Olympia committee seeks to legislate rent-increase notices, limit move-in costs
By Lorilyn C. Lirio
Olympia’s Land Use and Environment Committee wants to bring three rental policy measures to the city council to provide immediate relief to renters.
In a meeting held on Thursday, May 19, Committee chair and City Councilmember Dani Madrone directed the committee staff to develop an ordinance on rent increase notification, limiting move-in costs and pet deposits on rental housing.
Olympia Housing program specialist Christa Lenssen presented her research on rent policies concerning longer notification for rent increases and limiting move-in fees and security deposits in other jurisdictions.
Madrone and committee members Jim Cooper and Clark Gilman wanted to imitate the City of Kenmore’s rent-increase notification policy.
According to Lenssen, Kenmore requires 120 days’ notice for rent increases over 3%; 180 days’ notice for rent increases over 10%.
But Gilman and Cooper wanted a 120 days’ notice for rent increases over 5% and 180 days for 10% rent increases.
Gilman added the committee is trying to mitigate increases beyond the cost of living. “I spoke with somebody yesterday who was leaving one of the downtown apartments because they were just notified of a 28% rent increase. Those are the kinds of stories I’ve been hearing. Those are the things we’re trying to blunt or give people time to prepare for…rent increase that would actually [put] you out of your unit,” Gilman said in the meeting.
Cooper stated his opinion that 3% to 5% is a reasonable rent increase.
Move and security deposits
Lenssen recommended that committee members specify to the city council a limit on security deposits/move-in fees equivalent to one month’s rent like other jurisdictions are implementing.
Her other recommendations include limiting non-refundable move-in fees to 10% of the security deposit. She stated that this is the regulation implemented in Seattle.
She also recommended adopting a preliminary policy setting limits to deposits while working to craft an exception for acceptance of higher barrier tenants with additional deposits or determine the effect on higher barrier tenants after policy implementation.
Gilman said he would supporta regulation limiting deposit and move-in fees to the equivalent of one month of rent. “Not exceeding one-month’s rent is the most important short-term action we can take. And then we continue to work on other issues like re-entry and credit issues.”
Madrone wanted the committee staff to work with the city’s legal team and service providers to find out what the citywould be permitted to do to limit the security deposit and move-in fee.
Gilman is also opposing landlords’ requests for payment of anon-refundable application fee, explaining that many people are competing for a place to rent.
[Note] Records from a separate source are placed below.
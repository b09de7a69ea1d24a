//! JNT1: joints

use gxcodec_core::{BoundingBox, Vec3};
use tracing::trace;

use super::{read_remap, write_identity_remap, SectionHeader, PADDING};
use crate::binary::{LinkWidth, Reader, Writer};
use crate::diagnostics::Transaction;
use crate::model::{Billboard, Bone, Model};
use crate::names::{read_j3d_names, write_j3d_names};
use crate::traits::{ParseError, ParseResult};

const JOINT_SIZE: usize = 0x40;

/// Rotation angles are stored as signed 16-bit fractions of a half turn
pub fn angle_from_s16(value: i16) -> f32 {
    (f64::from(value) * 180.0 / 32767.0) as f32
}

pub fn angle_to_s16(degrees: f32) -> i16 {
    (f64::from(degrees) * 32767.0 / 180.0)
        .round()
        .clamp(f64::from(i16::MIN), f64::from(i16::MAX)) as i16
}

fn billboard_from_j3d(value: u16) -> Billboard {
    match value {
        1 => Billboard::Standard,
        2 => Billboard::Y,
        _ => Billboard::None,
    }
}

fn billboard_to_j3d(billboard: Billboard) -> u16 {
    match billboard {
        Billboard::None => 0,
        Billboard::Y | Billboard::YPerspective => 2,
        _ => 1,
    }
}

fn read_joint(reader: &mut Reader<'_>, name: String) -> ParseResult<Bone> {
    let mut bone = Bone::new(name);
    let flags = reader.read_u16()?;
    bone.billboard = billboard_from_j3d((flags >> 4) & 0xF);
    bone.segment_scale_compensate = reader.read_u8()? == 1;
    reader.skip(1)?;
    bone.scale = Vec3::from(reader.read_vec3()?);
    let rx = reader.read_i16()?;
    let ry = reader.read_i16()?;
    let rz = reader.read_i16()?;
    bone.rotation = Vec3::new(angle_from_s16(rx), angle_from_s16(ry), angle_from_s16(rz));
    reader.skip(2)?;
    bone.translation = Vec3::from(reader.read_vec3()?);
    bone.bounding_radius = reader.read_f32()?;
    let min = Vec3::from(reader.read_vec3()?);
    let max = Vec3::from(reader.read_vec3()?);
    bone.bounds = BoundingBox::new(min, max);
    Ok(bone)
}

fn write_joint(writer: &mut Writer, bone: &Bone) {
    writer.write_u16(billboard_to_j3d(bone.billboard) << 4);
    writer.write_u8(u8::from(bone.segment_scale_compensate));
    writer.write_u8(0xFF);
    writer.write_vec3(bone.scale.to_array());
    writer.write_i16(angle_to_s16(bone.rotation.x));
    writer.write_i16(angle_to_s16(bone.rotation.y));
    writer.write_i16(angle_to_s16(bone.rotation.z));
    writer.write_u16(0xFFFF);
    writer.write_vec3(bone.translation.to_array());
    writer.write_f32(bone.bounding_radius);
    writer.write_vec3(bone.bounds.min.to_array());
    writer.write_vec3(bone.bounds.max.to_array());
}

pub(crate) fn read(reader: &mut Reader<'_>, section: &SectionHeader, tx: &mut Transaction) -> ParseResult<Vec<Bone>> {
    let count = reader.read_u16()? as usize;
    reader.skip(2)?;
    let data_offset = reader.read_u32()?;
    let remap_offset = reader.read_u32()?;
    let names_offset = reader.read_u32()?;

    reader.seek(section.at(remap_offset))?;
    let (remap, identity) = read_remap(reader, count)?;
    if !identity {
        tx.warn("JNT1", "joint compression: several joints share one entry");
    }

    let names = if names_offset != 0 {
        reader.seek(section.at(names_offset))?;
        read_j3d_names(reader, tx)?
    } else {
        Vec::new()
    };
    if names.len() != count {
        tx.warn("JNT1", format!("{} names for {count} joints", names.len()));
    }

    let mut bones = Vec::with_capacity(count);
    for (i, &entry) in remap.iter().enumerate() {
        let name = names.get(i).cloned().unwrap_or_else(|| format!("joint{i}"));
        let at = section.at(data_offset) + entry as usize * JOINT_SIZE;
        if at + JOINT_SIZE > section.end() {
            return Err(ParseError::invalid(format!("joint {i} entry {entry} lies past the section")));
        }
        reader.seek(at)?;
        let bone = read_joint(reader, name)?;
        trace!(bone = %bone.name, "Read joint");
        bones.push(bone);
    }
    Ok(bones)
}

pub(crate) fn write(writer: &mut Writer, model: &Model) -> ParseResult<()> {
    let mut section = writer.open_section(b"JNT1");
    let base = section.start();

    section.write_u16(model.bones.len() as u16);
    section.write_u16(0xFFFF);
    section.write_offset(base, "JNT1.data", LinkWidth::I32);
    section.write_offset(base, "JNT1.remap", LinkWidth::I32);
    section.write_offset(base, "JNT1.names", LinkWidth::I32);

    section.align(4);
    section.label("JNT1.data");
    for bone in &model.bones {
        write_joint(&mut section, bone);
    }
    section.label("JNT1.remap");
    write_identity_remap(&mut section, model.bones.len());
    section.align(4);
    section.label("JNT1.names");
    let names: Vec<&str> = model.bones.iter().map(|b| b.name.as_str()).collect();
    write_j3d_names(&mut section, &names);
    section.align_with(32, PADDING);
    Ok(())
}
He said it is another expense to somebody hunting for an apartment, applying multiple times and paying the application fee each time.
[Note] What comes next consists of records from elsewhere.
//! GX vertex formats, primitives and fixed-function state
//!
//! ```text
//! Display list command
//! ┌────────┬──────────────┬──────────────────────────────────────┐
//! │ u8 tag │ u16 vertices │ per vertex: one index per attribute  │
//! │ 1ttt0xx│              │ present in the descriptor, in enum   │
//! └────────┴──────────────┴──────────────────────────────────────┘
//! ```

pub mod display_list;
pub mod state;

use std::fmt;

use serde::{Deserialize, Serialize};
use smallvec::SmallVec;

pub use display_list::{decode_display_list, encode_display_list, MeshDlDelegate, VertexUsage};
pub use state::{GpuState, GPU_STATE_SIZE};

/// Vertex attributes in hardware order
#[derive(Debug, Clone, Copy, PartialEq, Eq, Hash, PartialOrd, Ord, Serialize, Deserialize)]
#[repr(u8)]
pub enum VertexAttribute {
    PositionNormalMatrixIndex = 0,
    Texture0MatrixIndex,
    Texture1MatrixIndex,
    Texture2MatrixIndex,
    Texture3MatrixIndex,
    Texture4MatrixIndex,
    Texture5MatrixIndex,
    Texture6MatrixIndex,
    Texture7MatrixIndex,
    Position,
    Normal,
    Color0,
    Color1,
    TexCoord0,
    TexCoord1,
    TexCoord2,
    TexCoord3,
    TexCoord4,
    TexCoord5,
    TexCoord6,
    TexCoord7,
    PositionMatrixArray,
    NormalMatrixArray,
    TextureMatrixArray,
    LightArray,
    NormalBinormalTangent,
}

impl VertexAttribute {
    pub const COUNT: usize = 26;

    /// Every attribute, in the order display lists store them
    pub const ALL: [VertexAttribute; Self::COUNT] = [
        Self::PositionNormalMatrixIndex,
        Self::Texture0MatrixIndex,
        Self::Texture1MatrixIndex,
        Self::Texture2MatrixIndex,
        Self::Texture3MatrixIndex,
        Self::Texture4MatrixIndex,
        Self::Texture5MatrixIndex,
        Self::Texture6MatrixIndex,
        Self::Texture7MatrixIndex,
        Self::Position,
        Self::Normal,
        Self::Color0,
        Self::Color1,
        Self::TexCoord0,
        Self::TexCoord1,
        Self::TexCoord2,
        Self::TexCoord3,
        Self::TexCoord4,
        Self::TexCoord5,
        Self::TexCoord6,
        Self::TexCoord7,
        Self::PositionMatrixArray,
        Self::NormalMatrixArray,
        Self::TextureMatrixArray,
        Self::LightArray,
        Self::NormalBinormalTangent,
    ];

    pub fn from_u32(value: u32) -> Option<Self> {
        Self::ALL.get(value as usize).copied()
    }

    pub fn index(self) -> usize {
        self as usize
    }

    /// Attribute backed by a vertex buffer slot
    pub fn buffer_slot(self) -> Option<BufferSlot> {
        let i = self as usize;
        match self {
            Self::Position => Some(BufferSlot::Position),
            Self::Normal => Some(BufferSlot::Normal),
            Self::Color0 | Self::Color1 => Some(BufferSlot::Color((i - 11) as u8)),
            Self::TexCoord0
            | Self::TexCoord1
            | Self::TexCoord2
            | Self::TexCoord3
            | Self::TexCoord4
            | Self::TexCoord5
            | Self::TexCoord6
            | Self::TexCoord7 => Some(BufferSlot::TexCoord((i - 13) as u8)),
            _ => None,
        }
    }
}

impl fmt::Display for VertexAttribute {
    fn fmt(&self, f: &mut fmt::Formatter<'_>) -> fmt::Result {
        fmt::Debug::fmt(self, f)
    }
}

/// Buffer slots a mesh can bind
#[derive(Debug, Clone, Copy, PartialEq, Eq, Hash, Serialize, Deserialize)]
pub enum BufferSlot {
    Position,
    Normal,
    Color(u8),
    TexCoord(u8),
}

impl BufferSlot {
    pub const COUNT: usize = 12;

    /// Dense index: position, normal, two colors, eight texcoords
    pub fn index(self) -> usize {
        match self {
            BufferSlot::Position => 0,
            BufferSlot::Normal => 1,
            BufferSlot::Color(i) => 2 + i as usize,
            BufferSlot::TexCoord(i) => 4 + i as usize,
        }
    }

    pub fn from_index(index: usize) -> Option<Self> {
        match index {
            0 => Some(BufferSlot::Position),
            1 => Some(BufferSlot::Normal),
            2..=3 => Some(BufferSlot::Color((index - 2) as u8)),
            4..=11 => Some(BufferSlot::TexCoord((index - 4) as u8)),
            _ => None,
        }
    }

    pub fn attribute(self) -> VertexAttribute {
        VertexAttribute::ALL[match self {
            BufferSlot::Position => 9,
            BufferSlot::Normal => 10,
            BufferSlot::Color(i) => 11 + i as usize,
            BufferSlot::TexCoord(i) => 13 + i as usize,
        }]
    }
}

/// How an attribute is stored per vertex
#[derive(Debug, Clone, Copy, PartialEq, Eq, Hash, Default, Serialize, Deserialize)]
#[repr(u8)]
pub enum VertexAttributeType {
    #[default]
    None = 0,
    Direct = 1,
    Byte = 2,
    Short = 3,
}

impl VertexAttributeType {
    pub fn from_u32(value: u32) -> Option<Self> {
        match value {
            0 => Some(Self::None),
            1 => Some(Self::Direct),
            2 => Some(Self::Byte),
            3 => Some(Self::Short),
            _ => None,
        }
    }
}

/// Primitive topology encoded in bits 3..6 of a draw command
#[derive(Debug, Clone, Copy, PartialEq, Eq, Hash, Serialize, Deserialize)]
#[repr(u8)]
pub enum PrimitiveType {
    Quads = 0,
    Quads2,
    Triangles,
    TriangleStrip,
    TriangleFan,
    Lines,
    LineStrip,
    Points,
}

impl PrimitiveType {
    const TABLE: [PrimitiveType; 8] = [
        Self::Quads,
        Self::Quads2,
        Self::Triangles,
        Self::TriangleStrip,
        Self::TriangleFan,
        Self::Lines,
        Self::LineStrip,
        Self::Points,
    ];

    /// Decode the topology of a draw command tag, `None` for tags past `0xBF`
    pub fn from_tag(tag: u8) -> Option<Self> {
        Self::TABLE.get(((tag & 0x78) >> 3) as usize).copied()
    }

    /// Draw command tag for this topology
    pub fn tag(self) -> u8 {
        0x80 | ((self as u8) << 3)
    }

    /// Triangles rasterized for `vertices` vertices
    pub fn triangle_count(self, vertices: usize) -> usize {
        match self {
            Self::Triangles => vertices / 3,
            Self::TriangleStrip | Self::TriangleFan => vertices.saturating_sub(2),
            Self::Quads | Self::Quads2 => vertices / 4 * 2,
            Self::Lines | Self::LineStrip | Self::Points => 0,
        }
    }
}

/// Per-mesh attribute storage formats
#[derive(Debug, Clone, Copy, PartialEq, Eq, Hash, Default, Serialize, Deserialize)]
pub struct VertexDescriptor {
    types: [VertexAttributeType; VertexAttribute::COUNT],
}

impl VertexDescriptor {
    pub fn new() -> Self {
        Self::default()
    }

    pub fn with(mut self, attribute: VertexAttribute, ty: VertexAttributeType) -> Self {
        self.set(attribute, ty);
        self
    }

    pub fn set(&mut self, attribute: VertexAttribute, ty: VertexAttributeType) {
        self.types[attribute.index()] = ty;
    }

    pub fn get(&self, attribute: VertexAttribute) -> VertexAttributeType {
        self.types[attribute.index()]
    }

    pub fn has(&self, attribute: VertexAttribute) -> bool {
        self.get(attribute) != VertexAttributeType::None
    }

    /// Present attributes in hardware order
    pub fn present(&self) -> impl Iterator<Item = (VertexAttribute, VertexAttributeType)> + '_ {
        VertexAttribute::ALL
            .iter()
            .map(|&a| (a, self.get(a)))
            .filter(|(_, ty)| *ty != VertexAttributeType::None)
    }

    /// One bit per present attribute
    pub fn bitfield(&self) -> u32 {
        self.present().fold(0, |acc, (a, _)| acc | (1 << a.index()))
    }

    pub fn is_empty(&self) -> bool {
        self.bitfield() == 0
    }

    /// Bytes one vertex occupies in a display list
    pub fn vertex_stride(&self) -> usize {
        self.present()
            .map(|(_, ty)| match ty {
                VertexAttributeType::Short => 2,
                _ => 1,
            })
            .sum()
    }
}

/// Resolved buffer indices of one vertex
#[derive(Debug, Clone, Copy, PartialEq, Eq, Hash, Default, Serialize, Deserialize)]
pub struct IndexedVertex {
    indices: [u16; VertexAttribute::COUNT],
}

impl IndexedVertex {
    pub fn new() -> Self {
        Self::default()
    }

    pub fn get(&self, attribute: VertexAttribute) -> u16 {
        self.indices[attribute.index()]
    }

    pub fn set(&mut self, attribute: VertexAttribute, index: u16) {
        self.indices[attribute.index()] = index;
    }

    pub fn with(mut self, attribute: VertexAttribute, index: u16) -> Self {
        self.set(attribute, index);
        self
    }
}

/// One draw command after decoding
#[derive(Debug, Clone, PartialEq, Eq, Serialize, Deserialize)]
pub struct IndexedPrimitive {
    pub kind: PrimitiveType,
    pub vertices: Vec<IndexedVertex>,
}

impl IndexedPrimitive {
    pub fn new(kind: PrimitiveType) -> Self {
        Self {
            kind,
            vertices: Vec::new(),
        }
    }
}

/// Primitives drawn under one matrix palette
#[derive(Debug, Clone, PartialEq, Eq, Default, Serialize, Deserialize)]
pub struct MatrixPrimitive {
    /// Matrix used when the descriptor carries no matrix index, or -1
    pub current_matrix: i16,
    /// Draw-matrix indices loaded into the palette
    pub draw_matrices: SmallVec<[u16; 10]>,
    pub primitives: Vec<IndexedPrimitive>,
}

impl MatrixPrimitive {
    pub fn new(current_matrix: i16) -> Self {
        Self {
            current_matrix,
            ..Self::default()
        }
    }

    pub fn vertex_count(&self) -> usize {
        self.primitives.iter().map(|p| p.vertices.len()).sum()
    }

    pub fn triangle_count(&self) -> usize {
        self.primitives
            .iter()
            .map(|p| p.kind.triangle_count(p.vertices.len()))
            .sum()
    }
}

#[cfg(test)]
mod tests {
    use super::*;

    #[test]
    fn test_primitive_tags() {
        assert_eq!(PrimitiveType::from_tag(0x90), Some(PrimitiveType::Triangles));
        assert_eq!(PrimitiveType::from_tag(0x98), Some(PrimitiveType::TriangleStrip));
        assert_eq!(PrimitiveType::from_tag(0xB8), Some(PrimitiveType::Points));
        assert_eq!(PrimitiveType::from_tag(0xC0), None);
        assert_eq!(PrimitiveType::from_tag(0xF8), None);
        // low vertex-format bits are ignored
        assert_eq!(PrimitiveType::from_tag(0x93), Some(PrimitiveType::Triangles));
        for kind in PrimitiveType::TABLE {
            assert_eq!(PrimitiveType::from_tag(kind.tag()), Some(kind));
        }
    }

    #[test]
    fn test_descriptor_bitfield_and_stride() {
        let desc = VertexDescriptor::new()
            .with(VertexAttribute::PositionNormalMatrixIndex, VertexAttributeType::Direct)
            .with(VertexAttribute::Position, VertexAttributeType::Short)
            .with(VertexAttribute::TexCoord0, VertexAttributeType::Byte);

        assert_eq!(desc.bitfield(), 1 | (1 << 9) | (1 << 13));
        assert_eq!(desc.vertex_stride(), 4);
        let order: Vec<_> = desc.present().map(|(a, _)| a).collect();
        assert_eq!(
            order,
            vec![
                VertexAttribute::PositionNormalMatrixIndex,
                VertexAttribute::Position,
                VertexAttribute::TexCoord0
            ]
        );
    }

    #[test]
    fn test_buffer_slots() {
        for i in 0..BufferSlot::COUNT {
            let slot = BufferSlot::from_index(i).unwrap();
            assert_eq!(slot.index(), i);
            assert_eq!(slot.attribute().buffer_slot(), Some(slot));
        }
        assert_eq!(VertexAttribute::LightArray.buffer_slot(), None);
    }

    #[test]
    fn test_triangle_counts() {
        assert_eq!(PrimitiveType::Triangles.triangle_count(6), 2);
        assert_eq!(PrimitiveType::TriangleStrip.triangle_count(5), 3);
        assert_eq!(PrimitiveType::Quads.triangle_count(8), 4);
        assert_eq!(PrimitiveType::TriangleFan.triangle_count(1), 0);
    }
}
Gilman, Cooper and Madrone also agreed on limiting a pet deposit to 25% of one month’s rent.
Other policy options
Gilman said this might prompt more public conversation about regulations by bringing the three measures forward.
Lenssen presented other policy options to the committee, including the rental housing registry.
She said they could bring staff from several departments – like housing, code enforcement, business licensing and other relevant stakeholders – to make sure that they are looking at all the options available for making decisions.
Gilman shared interest in a rental housing registry, saying it would give the committee better data and what people are being charged in the city.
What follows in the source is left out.